END OF THE ROAD… Prime Minister Manmohan Singh greets media at a press conference in New Delhi. –AP

TARUN BASU

[dropcap]I[/dropcap] have an abiding memory of Manmohan Singh. It goes far back to the days when he was not the prime minister, not even the finance minister, when in the early ’90s he took transformational steps to open up and liberalise a collapsing Indian economy and got his name etched in the history of global economics.

It was at a child’s birthday party in a residential enclave dominated by government officers where my wife and I found ourselves standing next to a genial-looking Sikh in casual shirt and trousers, and his wife. After the cake was cut, I nudged my wife and told her who the Sikh gentleman was. She – and most other guests – of course, had not recognised him. He was, I told her, the man just named as the chief economic adviser to the new prime minister, Chandra Shekhar, who had replaced V.P. Singh at the head of a minority government propped up by the Congress in November 1990.

Our hosts introduced the Singhs as their neighbors. True to his character, Manmohan did not socialize much, smiled little, did some perfunctory neighborly small talk and left.

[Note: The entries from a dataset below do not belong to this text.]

//! Refiner: re-check every stored mate position with a stronger search and
//! update or remove it.

use std::fmt;

use indicatif::{ProgressBar, ProgressStyle};
use shakmaty::CastlingMode;
use sqlx::SqlitePool;
use tracing::{info, warn};

use crate::db::{self, MatePosition};
use crate::engine::{Analyser, Limit, Score};
use crate::error::WorkerError;

/// What a refined score means for a stored row
#[derive(Debug, Clone, Copy, PartialEq, Eq)]
pub enum RowOutcome {
    Unchanged,
    Updated { from: u32, to: u32 },
    Removed,
}

/// Decide the fate of a row holding `stored_n` given the refined score.
///
/// No mate removes the row. Mate 0 (side to move is already checkmated) is
/// also removed rather than stored as `n = 0`, since a stored distance is
/// always positive. Any other mate distance replaces the stored one by its
/// absolute value.
pub fn classify(stored_n: u32, score: Score) -> RowOutcome {
    match score.mate().map(i32::unsigned_abs) {
        None | Some(0) => RowOutcome::Removed,
        Some(n) if n != stored_n => RowOutcome::Updated {
            from: stored_n,
            to: n,
        },
        Some(_) => RowOutcome::Unchanged,
    }
}

#[derive(Debug, Clone, Default, PartialEq, Eq)]
pub struct RefineSummary {
    pub total: u64,
    pub updated: u64,
    pub removed: u64,
    pub failed: u64,
}

impl fmt::Display for RefineSummary {
    fn fmt(&self, f: &mut fmt::Formatter<'_>) -> fmt::Result {
        write!(
            f,
            "Processed {} puzzles: Updated {}, Removed {}.",
            self.total, self.updated, self.removed
        )
    }
}

/// Re-analyse one row and apply the outcome to the store.
///
/// Stored FENs are read in Chess960 mode, which also covers standard
/// positions, so rows collected from Chess960 games keep their castling
/// rights. An unparsable stored FEN is an error; an engine failure is
/// returned as well and left to the caller to skip.
pub async fn refine_row<E: Analyser>(
    engine: &mut E,
    pool: &SqlitePool,
    row: &MatePosition,
    limit: Limit,
) -> Result<RowOutcome, WorkerError> {
    let position = chess_core::from_fen(&row.fen, CastlingMode::Chess960)
        .map_err(|source| WorkerError::Position { id: row.id, source })?;

    let analysis = engine.analyse(&position, limit).await?;
    let outcome = classify(row.n, analysis.score);

    match outcome {
        RowOutcome::Removed => db::delete_mate_position(pool, row.id).await?,
        RowOutcome::Updated { to, .. } => db::update_mate_distance(pool, row.id, to).await?,
        RowOutcome::Unchanged => {}
    }

    Ok(outcome)
}

fn progress_bar(len: u64) -> ProgressBar {
    let progress = ProgressBar::new(len);
    if let Ok(style) = ProgressStyle::default_bar()
        .template("[{elapsed_precise}] {bar:40.cyan/blue} {pos}/{len} puzzles ({per_sec}) {msg}")
    {
        progress.set_style(style);
    }
    progress
}

/// Refine all rows present when the pass starts.
pub async fn refine_all<E: Analyser>(
    engine: &mut E,
    pool: &SqlitePool,
    limit: Limit,
) -> Result<RefineSummary, WorkerError> {
    let rows = db::fetch_all(pool).await?;
    let mut summary = RefineSummary {
        total: rows.len() as u64,
        ..Default::default()
    };

    let progress = progress_bar(summary.total);

    for row in &rows {
        let result = refine_row(engine, pool, row, limit).await;
        progress.inc(1);

        match result {
            Ok(RowOutcome::Removed) => {
                summary.removed += 1;
                progress.suspend(|| info!(id = row.id, "Removed puzzle: no mate found"));
            }
            Ok(RowOutcome::Updated { from, to }) => {
                summary.updated += 1;
                progress.suspend(|| info!(id = row.id, from, to, "Updated puzzle"));
            }
            Ok(RowOutcome::Unchanged) => {}
            Err(WorkerError::Engine(e)) => {
                summary.failed += 1;
                progress.suspend(|| warn!(id = row.id, error = %e, "Error analyzing puzzle"));
            }
            Err(e) => {
                progress.abandon();
                return Err(e);
            }
        }
    }

    progress.finish_and_clear();
    Ok(summary)
}
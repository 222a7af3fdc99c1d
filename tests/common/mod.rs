#![allow(dead_code)]

use std::time::Duration;

use chess_core::{to_fen, GameRecord};
use mate_worker::collector::CollectOptions;
use mate_worker::{db, Analyser, Analysis, Limit, Score, WorkerError};
use shakmaty::Chess;
use sqlx::SqlitePool;
use tempfile::TempDir;

/// Engine stand-in answering from a closure over (FEN, limit).
pub struct ScriptedEngine<F> {
    script: F,
    pub calls: Vec<(String, Limit)>,
}

impl<F> ScriptedEngine<F>
where
    F: FnMut(&str, Limit) -> Result<Score, WorkerError>,
{
    pub fn new(script: F) -> Self {
        Self {
            script,
            calls: Vec::new(),
        }
    }

    /// Number of depth-bounded (confirmation) searches requested.
    pub fn confirm_calls(&self) -> usize {
        self.calls
            .iter()
            .filter(|(_, limit)| limit.depth_limit().is_some())
            .count()
    }
}

impl<F> Analyser for ScriptedEngine<F>
where
    F: FnMut(&str, Limit) -> Result<Score, WorkerError>,
{
    async fn analyse(&mut self, position: &Chess, limit: Limit) -> Result<Analysis, WorkerError> {
        let fen = to_fen(position);
        self.calls.push((fen.clone(), limit));
        let score = (self.script)(&fen, limit)?;
        Ok(Analysis {
            score,
            depth: limit.depth_limit(),
            best_move: None,
        })
    }
}

/// True for the collector's confirmation search.
pub fn is_confirm(limit: Limit) -> bool {
    limit.depth_limit().is_some()
}

pub fn collect_options() -> CollectOptions {
    CollectOptions {
        scan_limit: Limit::time(Duration::from_millis(100)),
        confirm_limit: Limit::depth(30),
        progress_every: 1,
    }
}

/// Fresh database file in its own temp dir. Keep the dir alive for the test.
pub async fn temp_db() -> (TempDir, SqlitePool) {
    let dir = tempfile::tempdir().unwrap();
    let pool = db::connect(&dir.path().join("puzzles.db")).await.unwrap();
    (dir, pool)
}

/// FEN after each move of a game played from the standard start.
pub fn fens_after(sans: &[&str]) -> Vec<String> {
    GameRecord::from_san_moves(None, Chess::default(), sans)
        .unwrap()
        .replay()
        .map(|p| to_fen(&p.unwrap()))
        .collect()
}

pub fn engine_failure() -> WorkerError {
    WorkerError::Engine("Engine closed its output".into())
}
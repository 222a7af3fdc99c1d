//! Collector: replay recorded games and store positions with a confirmed
//! forced mate for the side to move.
//!
//! Each position gets a quick time-bounded scan. Only when the scan reports a
//! mate is a depth-bounded confirmation search run, and only a confirmed
//! positive mate (side to move delivers it) is stored.

use std::fmt;
use std::fs::File;
use std::io::Read;
use std::path::PathBuf;

use chess_core::{to_fen, GameRecord, PgnGames};
use shakmaty::Chess;
use sqlx::SqlitePool;
use tracing::{debug, info, warn};

use crate::db;
use crate::engine::{Analyser, Analysis, Limit};
use crate::error::WorkerError;

#[derive(Debug, Clone, Copy, PartialEq, Eq)]
pub struct CollectOptions {
    pub scan_limit: Limit,
    pub confirm_limit: Limit,
    pub progress_every: u64,
}

#[derive(Debug, Clone, Default, PartialEq, Eq)]
pub struct CollectSummary {
    pub games: u64,
    /// Games skipped because their headers gave no usable start position
    pub invalid_games: u64,
    pub positions: u64,
    pub mates_found: u64,
    pub analysis_errors: u64,
}

impl fmt::Display for CollectSummary {
    fn fmt(&self, f: &mut fmt::Formatter<'_>) -> fmt::Result {
        write!(
            f,
            "Processed {} games, found {} mate positions.",
            self.games, self.mates_found
        )
    }
}

/// Scan then confirm a single position.
///
/// Returns the confirmed mate distance with the confirming analysis, or `None`
/// when either stage finds no mate for the side to move. Engine failures are
/// reported to the caller.
async fn confirmed_mate<E: Analyser>(
    engine: &mut E,
    position: &Chess,
    options: &CollectOptions,
    game_index: u64,
    ply: usize,
) -> Result<Option<(u32, Analysis)>, WorkerError> {
    let scan = engine.analyse(position, options.scan_limit).await.map_err(|e| {
        warn!(game = game_index, ply, error = %e, "Error analyzing position");
        e
    })?;
    let Some(flagged) = scan.score.mate() else {
        return Ok(None);
    };
    debug!(game = game_index, ply, mate = flagged, "Mate flagged, confirming");

    let deep = engine.analyse(position, options.confirm_limit).await.map_err(|e| {
        warn!(game = game_index, ply, error = %e, "Error in deep analysis");
        e
    })?;
    Ok(deep
        .score
        .mate()
        .filter(|n| *n > 0)
        .map(|n| (n.unsigned_abs(), deep)))
}

/// Replay one game, analysing the position after every move.
///
/// Analysis failures are counted and skipped; store failures abort.
pub async fn collect_game<E: Analyser>(
    engine: &mut E,
    pool: &SqlitePool,
    game: &GameRecord,
    game_index: u64,
    options: &CollectOptions,
    summary: &mut CollectSummary,
) -> Result<(), WorkerError> {
    for (i, step) in game.replay().enumerate() {
        let ply = i + 1;
        let position = match step {
            Ok(position) => position,
            Err(e) => {
                warn!(game = game_index, error = %e, "Stopping replay");
                break;
            }
        };
        summary.positions += 1;

        let (n, deep) = match confirmed_mate(engine, &position, options, game_index, ply).await {
            Ok(Some(confirmed)) => confirmed,
            Ok(None) => continue,
            Err(_) => {
                summary.analysis_errors += 1;
                continue;
            }
        };

        let fen = to_fen(&position);
        let id = db::insert_mate_position(pool, game.site.as_deref(), &fen, n).await?;
        summary.mates_found += 1;
        info!(
            game = game_index,
            ply,
            id,
            n,
            depth = ?deep.depth,
            best_move = ?deep.best_move,
            fen = %fen,
            "Mate position recorded"
        );
    }

    Ok(())
}

/// Scan every game of a PGN stream.
pub async fn collect_from_reader<E: Analyser, R: Read>(
    engine: &mut E,
    pool: &SqlitePool,
    reader: R,
    options: &CollectOptions,
    summary: &mut CollectSummary,
) -> Result<(), WorkerError> {
    let mut games = PgnGames::new(reader);

    while let Some(game) = games.next_game()? {
        summary.games += 1;
        let game_index = summary.games;

        match game {
            Ok(game) => collect_game(engine, pool, &game, game_index, options, summary).await?,
            Err(e) => {
                summary.invalid_games += 1;
                warn!(game = game_index, error = %e, "Skipping game");
            }
        }

        if game_index % options.progress_every == 0 {
            info!(
                games = summary.games,
                positions = summary.positions,
                mates = summary.mates_found,
                "Progress"
            );
        }
    }

    Ok(())
}

/// Scan PGN files in order. Game indices run across all files.
pub async fn collect_files<E: Analyser>(
    engine: &mut E,
    pool: &SqlitePool,
    paths: &[PathBuf],
    options: &CollectOptions,
) -> Result<CollectSummary, WorkerError> {
    let mut summary = CollectSummary::default();

    for path in paths {
        info!(path = %path.display(), "Scanning PGN file");
        let file = File::open(path).map_err(|source| WorkerError::OpenPgn {
            path: path.clone(),
            source,
        })?;
        collect_from_reader(engine, pool, file, options, &mut summary).await?;
    }

    Ok(summary)
}
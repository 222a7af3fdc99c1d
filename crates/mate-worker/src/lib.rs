pub mod collector;
pub mod config;
pub mod db;
pub mod engine;
pub mod error;
pub mod refiner;

pub use engine::{Analyser, Analysis, EngineOptions, Limit, Score, UciEngine};
pub use error::WorkerError;
//! Command-line configuration for the two binaries.
//!
//! Engine and database paths fall back to `STOCKFISH_PATH` / `MATE_DB_PATH`,
//! which may also come from a `.env` file.

use std::path::PathBuf;
use std::time::Duration;

use clap::Parser;

use crate::collector::CollectOptions;
use crate::engine::{EngineOptions, Limit};
use crate::error::WorkerError;

const DEFAULT_ENGINE_PATH: &str = "/usr/local/bin/stockfish";
const DEFAULT_DB_PATH: &str = "puzzles.db";

fn seconds(value: f64) -> Result<Duration, WorkerError> {
    let invalid = || {
        WorkerError::Config(format!(
            "time limit must be a positive number of seconds, got {value}"
        ))
    };
    if value <= 0.0 {
        return Err(invalid());
    }
    Duration::try_from_secs_f64(value).map_err(|_| invalid())
}

#[derive(Parser, Debug, Clone)]
#[command(author, version)]
#[command(about = "Search PGN games for forced-mate positions using a UCI engine.")]
pub struct CollectArgs {
    /// PGN files to scan. Glob patterns are expanded.
    #[arg(long = "pgn", default_value = "lichess_games.pgn", num_args = 1..)]
    pub pgn: Vec<String>,

    /// Path to the UCI engine executable.
    #[arg(long, env = "STOCKFISH_PATH", default_value = DEFAULT_ENGINE_PATH)]
    pub engine: String,

    /// Scan time per position in seconds.
    #[arg(long, default_value_t = 0.1)]
    pub time: f64,

    /// Depth of the confirmation search once a mate is flagged.
    #[arg(long, default_value_t = 30)]
    pub confirm_depth: u32,

    /// Engine worker threads (engine default when omitted).
    #[arg(long)]
    pub threads: Option<u32>,

    /// Engine hash size in MB (engine default when omitted).
    #[arg(long)]
    pub hash: Option<u32>,

    /// Path to the SQLite database.
    #[arg(long, env = "MATE_DB_PATH", default_value = DEFAULT_DB_PATH)]
    pub db: PathBuf,

    /// Log progress every N games.
    #[arg(long, default_value_t = 100)]
    pub progress_every: u64,
}

impl CollectArgs {
    pub fn engine_options(&self) -> EngineOptions {
        EngineOptions {
            threads: self.threads,
            hash_mb: self.hash,
        }
    }

    pub fn collect_options(&self) -> Result<CollectOptions, WorkerError> {
        Ok(CollectOptions {
            scan_limit: Limit::time(seconds(self.time)?),
            confirm_limit: Limit::depth(self.confirm_depth),
            progress_every: self.progress_every.max(1),
        })
    }

    /// Expand the `--pgn` arguments into concrete files, in argument order.
    /// A plain path that matches nothing is kept so opening it reports the error.
    pub fn pgn_paths(&self) -> Result<Vec<PathBuf>, WorkerError> {
        let mut paths = Vec::new();
        for pattern in &self.pgn {
            let matched: Vec<PathBuf> = glob::glob(pattern)?.filter_map(|p| p.ok()).collect();
            if matched.is_empty() {
                paths.push(PathBuf::from(pattern));
            } else {
                paths.extend(matched);
            }
        }
        Ok(paths)
    }
}

#[derive(Parser, Debug, Clone)]
#[command(author, version)]
#[command(about = "Update stored mate positions with deeper analysis.")]
pub struct RefineArgs {
    /// Path to the UCI engine executable.
    #[arg(long, env = "STOCKFISH_PATH", default_value = DEFAULT_ENGINE_PATH)]
    pub engine: String,

    /// Time limit per position in seconds.
    #[arg(long, default_value_t = 60.0)]
    pub time: f64,

    /// Depth limit per position.
    #[arg(long, default_value_t = 75)]
    pub depth: u32,

    /// Engine worker threads.
    #[arg(long, default_value_t = 10)]
    pub threads: u32,

    /// Engine hash size in MB.
    #[arg(long, default_value_t = 8192)]
    pub hash: u32,

    /// Path to the SQLite database.
    #[arg(long, env = "MATE_DB_PATH", default_value = DEFAULT_DB_PATH)]
    pub db: PathBuf,
}

impl RefineArgs {
    pub fn engine_options(&self) -> EngineOptions {
        EngineOptions {
            threads: Some(self.threads),
            hash_mb: Some(self.hash),
        }
    }

    pub fn limit(&self) -> Result<Limit, WorkerError> {
        Ok(Limit::time_and_depth(seconds(self.time)?, self.depth))
    }
}
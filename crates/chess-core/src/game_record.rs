//! A recorded game: where it came from, where it starts, and its mainline.

use shakmaty::san::{San, SanPlus};
use shakmaty::{Chess, Position};

use crate::error::GameError;

#[derive(Debug, Clone)]
pub struct GameRecord {
    /// Provenance tag (the PGN `Site` header), if the game carries one.
    pub site: Option<String>,
    /// Position before the first move.
    pub start: Chess,
    /// Mainline moves in SAN.
    pub moves: Vec<San>,
}

impl GameRecord {
    /// Build a record from SAN strings (check/mate suffixes allowed).
    pub fn from_san_moves(
        site: Option<String>,
        start: Chess,
        sans: &[&str],
    ) -> Result<Self, GameError> {
        let moves = sans
            .iter()
            .enumerate()
            .map(|(i, s)| {
                s.parse::<SanPlus>()
                    .map(|sp| sp.san)
                    .map_err(|e| GameError::IllegalMove {
                        ply: i + 1,
                        san: s.to_string(),
                        reason: e.to_string(),
                    })
            })
            .collect::<Result<Vec<_>, _>>()?;

        Ok(Self { site, start, moves })
    }

    /// Replay the mainline from the start position, yielding the board after
    /// each move.
    pub fn replay(&self) -> Replay<'_> {
        Replay {
            board: self.start.clone(),
            moves: self.moves.iter(),
            ply: 0,
            halted: false,
        }
    }
}

/// Iterator over the positions of a game, one per ply.
///
/// Stops after yielding the first illegal move error.
pub struct Replay<'a> {
    board: Chess,
    moves: std::slice::Iter<'a, San>,
    ply: usize,
    halted: bool,
}

impl Replay<'_> {
    /// Number of moves played so far.
    pub fn ply(&self) -> usize {
        self.ply
    }

    fn illegal(&mut self, san: &San, reason: String) -> GameError {
        self.halted = true;
        GameError::IllegalMove {
            ply: self.ply + 1,
            san: san.to_string(),
            reason,
        }
    }
}

impl Iterator for Replay<'_> {
    type Item = Result<Chess, GameError>;

    fn next(&mut self) -> Option<Self::Item> {
        if self.halted {
            return None;
        }
        let san = self.moves.next()?;

        let mv = match san.to_move(&self.board) {
            Ok(mv) => mv,
            Err(e) => return Some(Err(self.illegal(san, e.to_string()))),
        };

        match self.board.clone().play(mv) {
            Ok(next) => {
                self.ply += 1;
                self.board = next.clone();
                Some(Ok(next))
            }
            Err(e) => Some(Err(self.illegal(san, e.to_string()))),
        }
    }
}

#[cfg(test)]
mod tests {
    use super::*;
    use crate::position::to_fen;

    #[test]
    fn test_replay_yields_every_position() {
        let game =
            GameRecord::from_san_moves(None, Chess::default(), &["e4", "e5", "Nf3"]).unwrap();
        let fens: Vec<String> = game.replay().map(|p| to_fen(&p.unwrap())).collect();

        assert_eq!(fens.len(), 3);
        assert_eq!(fens[0], "rnbqkbnr/pppppppp/8/8/4P3/8/PPPP1PPP/RNBQKBNR b KQkq - 0 1");
        assert_eq!(fens[2], "rnbqkbnr/pppp1ppp/8/4p3/4P3/5N2/PPPP1PPP/RNBQKB1R b KQkq - 1 2");
    }

    #[test]
    fn test_replay_stops_at_illegal_move() {
        let game =
            GameRecord::from_san_moves(None, Chess::default(), &["e4", "e4", "Nf3"]).unwrap();
        let mut replay = game.replay();

        assert!(replay.next().unwrap().is_ok());
        match replay.next().unwrap() {
            Err(GameError::IllegalMove { ply, san, .. }) => {
                assert_eq!(ply, 2);
                assert_eq!(san, "e4");
            }
            other => panic!("expected illegal move, got {other:?}"),
        }
        assert!(replay.next().is_none());
        assert_eq!(replay.ply(), 1);
    }

    #[test]
    fn test_mate_suffix_accepted() {
        let game = GameRecord::from_san_moves(
            None,
            Chess::default(),
            &["f3", "e5", "g4", "Qh4#"],
        )
        .unwrap();
        let last = game.replay().last().unwrap().unwrap();
        assert!(last.is_checkmate());
    }
}
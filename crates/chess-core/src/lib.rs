//! Game records and board replay shared by the mate-finding tools.

pub mod error;
pub mod game_record;
pub mod pgn;
pub mod position;

pub use error::GameError;
pub use game_record::{GameRecord, Replay};
pub use pgn::PgnGames;
pub use position::{from_fen, to_fen};
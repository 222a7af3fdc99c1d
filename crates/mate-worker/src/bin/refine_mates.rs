//! Re-analyse stored mate positions with a deeper search, updating mate
//! distances and removing positions that no longer hold a forced mate.
//!
//! Usage:
//!   cargo run -p mate-worker --bin refine-mates -- --depth 75 --time 60 --db puzzles.db

use clap::Parser;
use tracing::info;

use mate_worker::config::RefineArgs;
use mate_worker::db;
use mate_worker::refiner;
use mate_worker::UciEngine;

#[tokio::main]
async fn main() -> anyhow::Result<()> {
    tracing_subscriber::fmt()
        .with_env_filter(
            tracing_subscriber::EnvFilter::try_from_default_env()
                .unwrap_or_else(|_| tracing_subscriber::EnvFilter::new("info")),
        )
        .init();

    let _ = dotenvy::dotenv();
    let args = RefineArgs::parse();

    let limit = args.limit()?;
    let pool = db::connect(&args.db).await?;

    let mut engine = UciEngine::spawn(&args.engine, &args.engine_options()).await?;
    info!(
        engine = %args.engine,
        threads = args.threads,
        hash_mb = args.hash,
        "Engine ready"
    );

    let result = refiner::refine_all(&mut engine, &pool, limit).await;
    engine.quit().await;
    pool.close().await;

    let summary = result?;
    info!(failed = summary.failed, "Refine complete");
    println!("{summary}");
    Ok(())
}
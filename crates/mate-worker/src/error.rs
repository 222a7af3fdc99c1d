//! Worker error types

use thiserror::Error;

#[derive(Error, Debug)]
pub enum WorkerError {
    #[error("Configuration error: {0}")]
    Config(String),

    #[error("Database error: {0}")]
    Database(#[from] sqlx::Error),

    #[error("Engine error: {0}")]
    Engine(String),

    #[error("Invalid stored position for row {id}: {source}")]
    Position {
        id: i64,
        #[source]
        source: chess_core::GameError,
    },

    #[error("Failed to open {}: {source}", .path.display())]
    OpenPgn {
        path: std::path::PathBuf,
        source: std::io::Error,
    },

    #[error("I/O error: {0}")]
    Io(#[from] std::io::Error),

    #[error("Invalid PGN pattern: {0}")]
    Pattern(#[from] glob::PatternError),
}
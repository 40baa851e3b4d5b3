use anyhow::Result;
use chrono::{DateTime, Utc};
use sqlx::PgPool;
use uuid::Uuid;

use crate::config::ListAddressConfig;

/// List model - a mailing list with a local roster and, once the provider
/// has confirmed creation, a mirrored hosted list.
#[derive(sqlx::FromRow, Debug, Clone)]
pub struct List {
    pub id: Uuid,
    pub name: String,
    pub description: String,
    pub active: bool,
    /// Provider-assigned address; None until the provider confirms creation.
    pub external_address: Option<String>,
    pub created_at: DateTime<Utc>,
}

impl List {
    /// Whether a name is usable as a list name: lowercase letters, digits,
    /// hyphen and underscore only.
    pub fn valid_name(name: &str) -> bool {
        !name.is_empty()
            && name
                .chars()
                .all(|c| c.is_ascii_lowercase() || c.is_ascii_digit() || c == '-' || c == '_')
    }

    /// The address mail for this list is sent to: the provider address when
    /// mirrored, the relay subdomain address otherwise.
    pub fn email_address(&self, cfg: &ListAddressConfig) -> String {
        match &self.external_address {
            Some(address) => address.clone(),
            None => cfg.address_for(&self.name),
        }
    }

    /// Insert a new list (active, not yet mirrored)
    pub async fn insert(name: &str, description: &str, pool: &PgPool) -> Result<Self> {
        sqlx::query_as::<_, Self>(
            "INSERT INTO lists (name, description) VALUES ($1, $2) RETURNING *",
        )
        .bind(name)
        .bind(description)
        .fetch_one(pool)
        .await
        .map_err(Into::into)
    }

    /// Find list by ID
    pub async fn find_by_id(id: Uuid, pool: &PgPool) -> Result<Self> {
        sqlx::query_as::<_, Self>("SELECT * FROM lists WHERE id = $1")
            .bind(id)
            .fetch_one(pool)
            .await
            .map_err(Into::into)
    }

    /// Find an active list by name (the inbound routing lookup)
    pub async fn find_active_by_name(name: &str, pool: &PgPool) -> Result<Option<Self>> {
        sqlx::query_as::<_, Self>("SELECT * FROM lists WHERE name = $1 AND active = true")
            .bind(name)
            .fetch_optional(pool)
            .await
            .map_err(Into::into)
    }

    /// Store the provider-assigned address once the provider confirms creation
    pub async fn set_external_address(id: Uuid, address: &str, pool: &PgPool) -> Result<Self> {
        sqlx::query_as::<_, Self>(
            "UPDATE lists SET external_address = $2 WHERE id = $1 RETURNING *",
        )
        .bind(id)
        .bind(address)
        .fetch_one(pool)
        .await
        .map_err(Into::into)
    }

    /// Update name and description
    pub async fn update_fields(
        id: Uuid,
        name: &str,
        description: &str,
        pool: &PgPool,
    ) -> Result<Self> {
        sqlx::query_as::<_, Self>(
            "UPDATE lists SET name = $2, description = $3 WHERE id = $1 RETURNING *",
        )
        .bind(id)
        .bind(name)
        .bind(description)
        .fetch_one(pool)
        .await
        .map_err(Into::into)
    }

    /// Delete a list. Membership rows go with it (ON DELETE CASCADE).
    pub async fn delete(id: Uuid, pool: &PgPool) -> Result<u64> {
        let result = sqlx::query("DELETE FROM lists WHERE id = $1")
            .bind(id)
            .execute(pool)
            .await?;

        Ok(result.rows_affected())
    }
}
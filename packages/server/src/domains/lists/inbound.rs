//! Inbound relay: resolve the target list from the recipient address and
//! forward the message to every member except the sender.
//!
//! Unresolvable recipients and unknown or inactive lists are logged and
//! dropped so stale traffic never raises into the ingestion pipeline.

use anyhow::Result;
use thiserror::Error;
use tracing::{info, warn};

use crate::common::utils::addresses;
use crate::config::ListAddressConfig;
use crate::domains::lists::composer;
use crate::domains::lists::messages::InboundEmail;
use crate::domains::lists::models::list::List;
use crate::domains::lists::models::membership::Membership;
use crate::domains::lists::models::user::User;
use crate::kernel::{BaseMailer, ServerDeps};

/// Routing failures for traffic that should never have reached the relay.
#[derive(Debug, Error)]
pub enum RoutingError {
    #[error("message has no recipient address")]
    NoRecipient,
    #[error("recipient domain {0:?} is not the list domain")]
    WrongDomain(String),
}

/// The address the message was actually sent to: first To, else first Cc,
/// else first Bcc, with any display name stripped.
pub fn resolve_recipient(message: &InboundEmail) -> Option<String> {
    message
        .to
        .first()
        .or_else(|| message.cc.first())
        .or_else(|| message.bcc.first())
        .map(|value| addresses::bare_address(value))
}

/// Relay one inbound message. Returns the number of members forwarded to.
///
/// A recipient outside the list domain violates the routing predicate and
/// is an error; everything else that cannot be routed is dropped quietly.
pub async fn handle_inbound(message: &InboundEmail, deps: &ServerDeps) -> Result<usize> {
    let recipient = match resolve_recipient(message) {
        Some(recipient) => recipient,
        None => {
            warn!(
                subject = %message.subject,
                error = %RoutingError::NoRecipient,
                "dropping inbound message"
            );
            return Ok(0);
        }
    };

    let list_domain = deps.list_config.fqdn();
    match addresses::domain_part(&recipient) {
        Some(domain) if domain.eq_ignore_ascii_case(&list_domain) => {}
        other => {
            return Err(RoutingError::WrongDomain(other.unwrap_or_default()).into());
        }
    }

    let list_name = addresses::local_part(&recipient);
    let list = match List::find_active_by_name(list_name, &deps.db_pool).await? {
        Some(list) => list,
        None => {
            warn!(list = %list_name, "no active list for recipient, dropping message");
            return Ok(0);
        }
    };

    let members = Membership::members_of(list.id, &deps.db_pool).await?;
    let sent = forward_to_members(
        message,
        &list,
        &members,
        deps.mailer.as_ref(),
        &deps.list_config,
    )
    .await?;

    info!(list = %list.name, recipients = sent, "forwarded inbound message");
    Ok(sent)
}

/// Forward a message to every member except the original sender.
///
/// Deliveries are sequential. A transport failure propagates immediately;
/// the remaining members in the batch are not attempted.
pub async fn forward_to_members(
    message: &InboundEmail,
    list: &List,
    members: &[User],
    mailer: &dyn BaseMailer,
    cfg: &ListAddressConfig,
) -> Result<usize> {
    let sender = message.sender();

    let mut sent = 0;
    for member in members {
        let is_sender = sender
            .as_deref()
            .is_some_and(|s| s.eq_ignore_ascii_case(&member.email));
        if is_sender {
            continue;
        }

        let outbound = composer::forward_email(member, message, list, cfg);
        mailer.deliver(&outbound).await?;
        sent += 1;
    }

    Ok(sent)
}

The quiet academic, who had excelled both at Oxford and Cambridge universities, was once described by his alma mater, that honored him after he became the prime minister, as someone who left the “scholar’s life in the shade… to the dust and clamor of the political battle (in India)”, driven by his “sense of duty to his country”.

Even as his career graph in the next few years took this economics professor to dizzying levels of responsibility – from finance minister to member of the Congress Working Committee to Leader of Opposition in the Rajya Sabha to prime minister – it did little to change the taciturn man who spoke only when spoken to and who made little effort to strike up a conversation or engage an audience with his views.

But all those who have worked with him acknowledge him as a man of scholarship, dedication, intellect – the late national security adviser J.N. Dixit had rated his intellectual calibre “perhaps higher than Jawaharlal Nehru” – and tremendous hard work, who spent long hours into the night poring over government papers and pondering over policy moves.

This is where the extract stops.